So far this fall, the Furman mock trial team has participated in tournaments in Atlanta, Washington, D.C., Greensboro, and Philadelphia.
And later this month, the team will travel to California and Duke University. The extensive travel and countless hours of participation pay off for Furman Mock Trial, an extraordinarily popular program.
With 18 straight bids to the American Mock Trial Association’s National Championship Tournament, Furman Mock Trial has become a force in national circles. In 15 of those appearances, the team has finished the season in the top 10 of its division. Despite not winning the title, Furman posted the best overall record at nationals during the 2000-2009 decade; and on more than one occasion two Furman teams have landed in the top 10.

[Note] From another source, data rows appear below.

use std::time::SystemTime;

/// Returns the current unix timestamp (seconds elapsed since 1970-01-01).
#[inline]
pub fn timestamp_secs() -> u64 {
    SystemTime::now()
        .duration_since(SystemTime::UNIX_EPOCH)
        .expect("system clock is before the unix epoch")
        .as_secs()
}

/// Returns the current unix timestamp in milliseconds, used for the mainloop's
/// timer scheduling (spec.md §4.3 wants millisecond-resolution intervals).
#[inline]
pub fn timestamp_millis() -> u64 {
    SystemTime::now()
        .duration_since(SystemTime::UNIX_EPOCH)
        .expect("system clock is before the unix epoch")
        .as_millis() as u64
}

/// Returns the current unix timestamp in centiseconds (1/100s), the unit
/// `Flag:ResetDelay` and `Flag:WinDelay` are expressed in.
#[inline]
pub fn timestamp_centis() -> u64 {
    timestamp_millis() / 10
}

In the driver’s seat from the beginning, mock trial director Dr. Glen Halva-Neubauer recalls early moments in the program’s history. Former Political Science Chair and now Riley Institute Executive Director Don Gordon, and Greenville County Solicitor-turned-Circuit Court Judge Joe Watson were instrumental in nudging the program forward during the embryonic years, along with strong support from Dean John H. Crabtree, Jr.

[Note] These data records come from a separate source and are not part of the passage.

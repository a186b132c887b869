//! Outbound binary response packets (spec.md §6) for the arena-entry
//! response (§4.6) and carry-flag protocol (§4.8). `PositionPacket`'s own
//! outbound variant lives in `position.rs`.

use super::types::*;
use crate::player::Ship;
use flux::wire::{Serialize, SizedWrite, WireError, WireResult};
use std::io::Write;

fn write_name_field<W: SizedWrite>(stream: &mut W, name: &str, field_len: usize) -> WireResult<()> {
    let mut field = vec![0u8; field_len];
    let bytes = name.as_bytes();
    let len = bytes.len().min(field_len - 1);
    field[..len].copy_from_slice(&bytes[..len]);
    stream.write_all(&field).map_err(Into::into)
}

/// `WhoAmI` (spec.md §6, §4.6): sent to a standard client with its own
/// id, once at arena-entry (§4.6 step 1) and once per `recycle_arena`
/// player (§4.4) so the client knows to leave and rejoin cleanly.
pub struct WhoAmIPacket {
    pub player_id: u16,
}

impl Serialize for WhoAmIPacket {
    fn serialize<W: SizedWrite>(&self, stream: &mut W) -> WireResult<()> {
        if stream.free_capacity() < 3 {
            return Err(WireError::Wait);
        }
        stream.write_all(&[S2C_WHO_AM_I])?;
        stream.write_all(&self.player_id.to_le_bytes())?;
        Ok(())
    }
}

/// `LoginResponse` (spec.md §6, §4.5): the standard-client login
/// response, carrying the server-chosen exe/code checksums and news
/// checksum C6's `SendLoginResponse` handler computes.
pub struct LoginResponsePacket {
    pub code: u8,
    pub server_version: u32,
    pub exe_checksum: u32,
    pub code_checksum: u32,
    pub news_checksum: u32,
}

impl Serialize for LoginResponsePacket {
    fn serialize<W: SizedWrite>(&self, stream: &mut W) -> WireResult<()> {
        if stream.free_capacity() < 17 {
            return Err(WireError::Wait);
        }
        stream.write_all(&[S2C_LOGIN_RESPONSE, self.code])?;
        stream.write_all(&self.server_version.to_le_bytes())?;
        stream.write_all(&self.exe_checksum.to_le_bytes())?;
        stream.write_all(&self.code_checksum.to_le_bytes())?;
        stream.write_all(&self.news_checksum.to_le_bytes())?;
        Ok(())
    }
}

/// `LoginText` (spec.md §4.5): the secondary text packet custom-text auth
/// codes get, carrying the `IAuth` implementation's message.
pub struct LoginTextPacket<'a> {
    pub text: &'a str,
}

impl<'a> Serialize for LoginTextPacket<'a> {
    fn serialize<W: SizedWrite>(&self, stream: &mut W) -> WireResult<()> {
        let bytes = self.text.as_bytes();
        if stream.free_capacity() < 1 + bytes.len() {
            return Err(WireError::Wait);
        }
        stream.write_all(&[S2C_LOGIN_TEXT])?;
        stream.write_all(bytes)?;
        Ok(())
    }
}

fn ship_index(ship: Ship) -> u8 {
    match ship {
        Ship::Warbird => 0,
        Ship::Javelin => 1,
        Ship::Spider => 2,
        Ship::Leviathan => 3,
        Ship::Terrier => 4,
        Ship::Weasel => 5,
        Ship::Lancaster => 6,
        Ship::Shark => 7,
        Ship::Spectator => 8,
    }
}

/// `ContVersion` (spec.md §4.5, §6): a separate packet Continuum clients
/// get alongside `LoginResponse`, carrying the server's expected client
/// build number.
pub struct ContVersionPacket {
    pub cont_version: u16,
}

impl Serialize for ContVersionPacket {
    fn serialize<W: SizedWrite>(&self, stream: &mut W) -> WireResult<()> {
        if stream.free_capacity() < 3 {
            return Err(WireError::Wait);
        }
        stream.write_all(&[S2C_CONT_VERSION])?;
        stream.write_all(&self.cont_version.to_le_bytes())?;
        Ok(())
    }
}

/// `PlayerEntering` (spec.md §4.6): one per existing player, sent to an
/// entering standard client concatenated via `flux::wire::PayloadBatch`
/// into a single reliable burst; the entering player's own packet is sent
/// to everyone else individually.
pub struct PlayerEnteringPacket<'a> {
    pub player_id: u16,
    pub ship: Ship,
    pub freq: u16,
    pub name: &'a str,
    pub squad: &'a str,
}

const PLAYER_ENTERING_NAME_FIELD: usize = 24;
const PLAYER_ENTERING_SQUAD_FIELD: usize = 24;

impl<'a> Serialize for PlayerEnteringPacket<'a> {
    fn serialize<W: SizedWrite>(&self, stream: &mut W) -> WireResult<()> {
        let size = 1 + 1 + 2 + 2 + PLAYER_ENTERING_NAME_FIELD + PLAYER_ENTERING_SQUAD_FIELD;
        if stream.free_capacity() < size {
            return Err(WireError::Wait);
        }
        stream.write_all(&[S2C_PLAYER_ENTERING, ship_index(self.ship)])?;
        stream.write_all(&self.freq.to_le_bytes())?;
        stream.write_all(&self.player_id.to_le_bytes())?;
        write_name_field(stream, self.name, PLAYER_ENTERING_NAME_FIELD)?;
        write_name_field(stream, self.squad, PLAYER_ENTERING_SQUAD_FIELD)?;
        Ok(())
    }
}

/// `EnteringArena` (spec.md §4.6): the 1-byte marker sent after the
/// `PlayerEntering` burst and map-filename packet, telling the client the
/// arena join is complete.
pub struct EnteringArenaPacket;

impl Serialize for EnteringArenaPacket {
    fn serialize<W: SizedWrite>(&self, stream: &mut W) -> WireResult<()> {
        if stream.free_capacity() < 1 {
            return Err(WireError::Wait);
        }
        stream.write_all(&[S2C_ENTERING_ARENA]).map_err(Into::into)
    }
}

/// `WarpTo` (spec.md §4.6): sent after `EnteringArena` only if a pending
/// spawn location was recorded, bounded `0 < x,y < 1024` (spec.md §4.6
/// step 5).
pub struct WarpToPacket {
    pub x: u16,
    pub y: u16,
}

impl WarpToPacket {
    pub fn in_bounds(x: u16, y: u16) -> bool {
        x > 0 && x < 1024 && y > 0 && y < 1024
    }
}

impl Serialize for WarpToPacket {
    fn serialize<W: SizedWrite>(&self, stream: &mut W) -> WireResult<()> {
        if stream.free_capacity() < 5 {
            return Err(WireError::Wait);
        }
        stream.write_all(&[S2C_WARP_TO])?;
        stream.write_all(&self.x.to_le_bytes())?;
        stream.write_all(&self.y.to_le_bytes())?;
        Ok(())
    }
}

/// `FlagLocation` (spec.md §4.8): broadcast on pickup/drop/neut and to an
/// entering player for every `OnMap` flag. The fake-remove sentinel is
/// `(-1,-1,freq=0xffff)` (spec.md §4.8's `try_set_flag_neuted`).
pub struct FlagLocationPacket {
    pub flag_id: u16,
    pub x: i16,
    pub y: i16,
    pub freq: u16,
}

impl Serialize for FlagLocationPacket {
    fn serialize<W: SizedWrite>(&self, stream: &mut W) -> WireResult<()> {
        if stream.free_capacity() < 9 {
            return Err(WireError::Wait);
        }
        stream.write_all(&[S2C_FLAG_LOCATION])?;
        stream.write_all(&self.flag_id.to_le_bytes())?;
        stream.write_all(&self.x.to_le_bytes())?;
        stream.write_all(&self.y.to_le_bytes())?;
        stream.write_all(&self.freq.to_le_bytes())?;
        Ok(())
    }
}

/// `FlagPickup` (spec.md §4.8): broadcast on a non-kill pickup.
pub struct FlagPickupPacket {
    pub flag_id: u16,
    pub player_id: u16,
}

impl Serialize for FlagPickupPacket {
    fn serialize<W: SizedWrite>(&self, stream: &mut W) -> WireResult<()> {
        if stream.free_capacity() < 5 {
            return Err(WireError::Wait);
        }
        stream.write_all(&[S2C_FLAG_PICKUP])?;
        stream.write_all(&self.flag_id.to_le_bytes())?;
        stream.write_all(&self.player_id.to_le_bytes())?;
        Ok(())
    }
}

/// `FlagDrop` (spec.md §4.8): broadcast once per `DropFlags` request,
/// before each carried flag's individual transition is applied.
pub struct FlagDropPacket {
    pub player_id: u16,
}

impl Serialize for FlagDropPacket {
    fn serialize<W: SizedWrite>(&self, stream: &mut W) -> WireResult<()> {
        if stream.free_capacity() < 3 {
            return Err(WireError::Wait);
        }
        stream.write_all(&[S2C_FLAG_DROP])?;
        stream.write_all(&self.player_id.to_le_bytes())?;
        Ok(())
    }
}

/// `FlagReset` (spec.md §4.8): broadcast by `reset_game` while the game
/// was running, carrying the winning frequency and its point award.
pub struct FlagResetPacket {
    pub winner_freq: u16,
    pub points: u32,
}

impl Serialize for FlagResetPacket {
    fn serialize<W: SizedWrite>(&self, stream: &mut W) -> WireResult<()> {
        if stream.free_capacity() < 7 {
            return Err(WireError::Wait);
        }
        stream.write_all(&[S2C_FLAG_RESET])?;
        stream.write_all(&self.winner_freq.to_le_bytes())?;
        stream.write_all(&self.points.to_le_bytes())?;
        Ok(())
    }
}

/// `KeepAlive` (spec.md §6): 1-byte transport-level heartbeat.
pub struct KeepAlivePacket;

impl Serialize for KeepAlivePacket {
    fn serialize<W: SizedWrite>(&self, stream: &mut W) -> WireResult<()> {
        if stream.free_capacity() < 1 {
            return Err(WireError::Wait);
        }
        stream.write_all(&[S2C_KEEP_ALIVE]).map_err(Into::into)
    }
}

“We started this in 1995—I had no idea what I was doing,” says Dr. Halva-Neubauer. But it didn’t take long for the bug to incubate. “And once you get the mock trial bug, it’s hard to shake,” he says.

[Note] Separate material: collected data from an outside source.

//! Single cooperative thread that drains queued work and runs periodic
//! timers (spec.md §4.3, C3). Every component whose correctness depends on
//! monotonic state ordering posts its work here instead of mutating shared
//! state from whatever thread it runs on.

use flux::logging;
use flux::time::timestamp_millis;
use std::sync::mpsc::{self, Receiver, SyncSender, TryRecvError};
use std::sync::{Arc, Condvar, Mutex};
use std::thread;
use std::time::Duration;

type WorkItem = Box<dyn FnOnce() + Send + 'static>;
type TimerFn = Box<dyn FnMut() + Send + 'static>;

/// Work-item queue depth at which the mainloop is considered backed up.
/// `queue_main_work` blocks the caller past this point rather than growing
/// without bound.
const WORK_QUEUE_CAPACITY: usize = 4096;

/// Identifies a registered timer so it can be cleared later. Equality is
/// by key only: clearing a timer mid-invocation (from inside its own
/// callback) still prevents the next tick from firing it again, because
/// clearance removes it from the timer table before the next scan.
pub type TimerKey = u64;

struct Timer {
    key: TimerKey,
    callback: TimerFn,
    interval_ms: u64,
    next_fire_ms: u64,
}

/// Handle shared with other threads: lets them enqueue work and wait for
/// the queue to drain, without giving them access to the mainloop itself.
#[derive(Clone)]
pub struct MainHandle {
    sender: SyncSender<WorkItem>,
    drain: Arc<(Mutex<u64>, Condvar)>,
}

impl MainHandle {
    /// Appends `work` to the queue; it runs on the mainloop's next tick,
    /// FIFO with everything else queued before it.
    pub fn queue_main_work<F>(&self, work: F)
    where
        F: FnOnce() + Send + 'static,
    {
        let (lock, _) = &*self.drain;
        *lock.lock().unwrap() += 1;
        // Ignore send errors: a shutdown mainloop simply drops queued work.
        let _ = self.sender.send(Box::new(work));
    }

    /// Blocks the calling thread (never the mainloop itself) until every
    /// work item queued up to this point has run.
    pub fn wait_for_main_work_drain(&self) {
        let (lock, cvar) = &*self.drain;
        let guard = lock.lock().unwrap();
        let _unused = cvar.wait_while(guard, |pending| *pending > 0).unwrap();
    }
}

/// The mainloop itself. Not `Send`/`Sync` — it only ever runs on the one
/// thread that owns it; other threads interact through a [`MainHandle`].
pub struct MainLoop {
    receiver: Receiver<WorkItem>,
    handle: MainHandle,
    timers: Vec<Timer>,
    next_timer_key: TimerKey,
    tick_interval: Duration,
    log: logging::Logger,
}

impl MainLoop {
    pub fn new(tick_interval: Duration, log: &logging::Logger) -> Self {
        let (sender, receiver) = mpsc::sync_channel(WORK_QUEUE_CAPACITY);
        MainLoop {
            receiver,
            handle: MainHandle {
                sender,
                drain: Arc::new((Mutex::new(0), Condvar::new())),
            },
            timers: Vec::new(),
            next_timer_key: 0,
            tick_interval,
            log: log.new(logging::o!("component" => "mainloop")),
        }
    }

    pub fn handle(&self) -> MainHandle {
        self.handle.clone()
    }

    /// Registers a periodic callback. `initial_ms` is the delay before the
    /// first fire; `interval_ms` governs every fire after that. Returns the
    /// key needed to clear it.
    pub fn set_timer<F>(&mut self, initial_ms: u64, interval_ms: u64, mut callback: F) -> TimerKey
    where
        F: FnMut() + Send + 'static,
    {
        let key = self.next_timer_key;
        self.next_timer_key += 1;

        let next_fire_ms = timestamp_millis() + initial_ms;
        self.timers.push(Timer {
            key,
            callback: Box::new(move || callback()),
            interval_ms,
            next_fire_ms,
        });
        key
    }

    /// Removes a timer; it will not fire again, even if clearance happens
    /// from inside that timer's own callback (the scan that would fire it
    /// again has not yet started).
    pub fn clear_timer(&mut self, key: TimerKey) {
        self.timers.retain(|t| t.key != key);
    }

    fn drain_work(&self) {
        loop {
            match self.receiver.try_recv() {
                Ok(work) => {
                    work();
                    let (lock, cvar) = &*self.handle.drain;
                    let mut pending = lock.lock().unwrap();
                    *pending = pending.saturating_sub(1);
                    if *pending == 0 {
                        cvar.notify_all();
                    }
                }
                Err(TryRecvError::Empty) => break,
                Err(TryRecvError::Disconnected) => break,
            }
        }
    }

    fn fire_due_timers(&mut self) {
        let now = timestamp_millis();
        // Indices fired this pass; a timer cleared by its own callback has
        // already been filtered out of `self.timers` by the time we'd
        // consider it again, so no separate guard is needed here.
        let mut i = 0;
        while i < self.timers.len() {
            if self.timers[i].next_fire_ms <= now {
                let key = self.timers[i].key;
                (self.timers[i].callback)();
                // The callback may have called clear_timer(key), removing
                // this entry (or any other) out from under us.
                if let Some(pos) = self.timers.iter().position(|t| t.key == key) {
                    self.timers[pos].next_fire_ms = now + self.timers[pos].interval_ms;
                    i = pos + 1;
                } else {
                    i = 0;
                }
            } else {
                i += 1;
            }
        }
    }

    /// Drains the queue and fires due timers once. Returns after one pass,
    /// regardless of tick timing; `run` is what does the rate limiting.
    pub fn run_once(&mut self) {
        self.drain_work();
        self.fire_due_timers();
    }

    /// Runs forever, ticking at `tick_interval`. Intended to be called from
    /// the thread that is to become "the mainloop".
    pub fn run(&mut self) {
        loop {
            let started = std::time::Instant::now();
            self.run_once();
            let elapsed = started.elapsed();
            if elapsed < self.tick_interval {
                thread::sleep(self.tick_interval - elapsed);
            } else {
                logging::trace!(self.log, "tick overran interval";
                    "context" => "run", "elapsed_ms" => elapsed.as_millis() as u64);
            }
        }
    }
}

Mere rookies, Halva-Neubauer’s mockers somehow snagged a pretty successful season from the get go. “The first watershed moment for us was 1996 in St. Paul (Minn.). We’re there, we’re upstarts, and we end up in contention for the championship until the last round.” The professor keeps a handful of trophies in his small office. He proudly reaches for the trophy that marks the team’s seventh place finish that inaugural year.
Currently ranked 11th in the country, Furman continues to build its reputation at elite invitational tournaments while earning high marks for hosting the Ney National, a regional ATMA tournament.
The season begins with the announcement of the criminal or civil case file in August. Then, after weeks of preparation, schools participate in invitational tournaments in the fall and early spring to ready themselves for 25 regional AMTA-sanctioned tournaments that take place in February.
In 2014, AMTA included more than 550 mock trial teams from approximately 350 universities and colleges spanning the country. The top teams from each regional tournament advance and compete in the super regionals or Opening Round Championship Series (ORCS) held in March. One hundred and ninety two teams battle it out in the ORCS round, then the top six teams from each ORCS tournament advance to AMTA’s National Championship Tournament in April. Only 48 teams advance and compete in the National Championship Tournament. These 48 teams are divided into two divisions of 24 teams each. The first-place teams from each face off in AMTA’s National Championship Final Round.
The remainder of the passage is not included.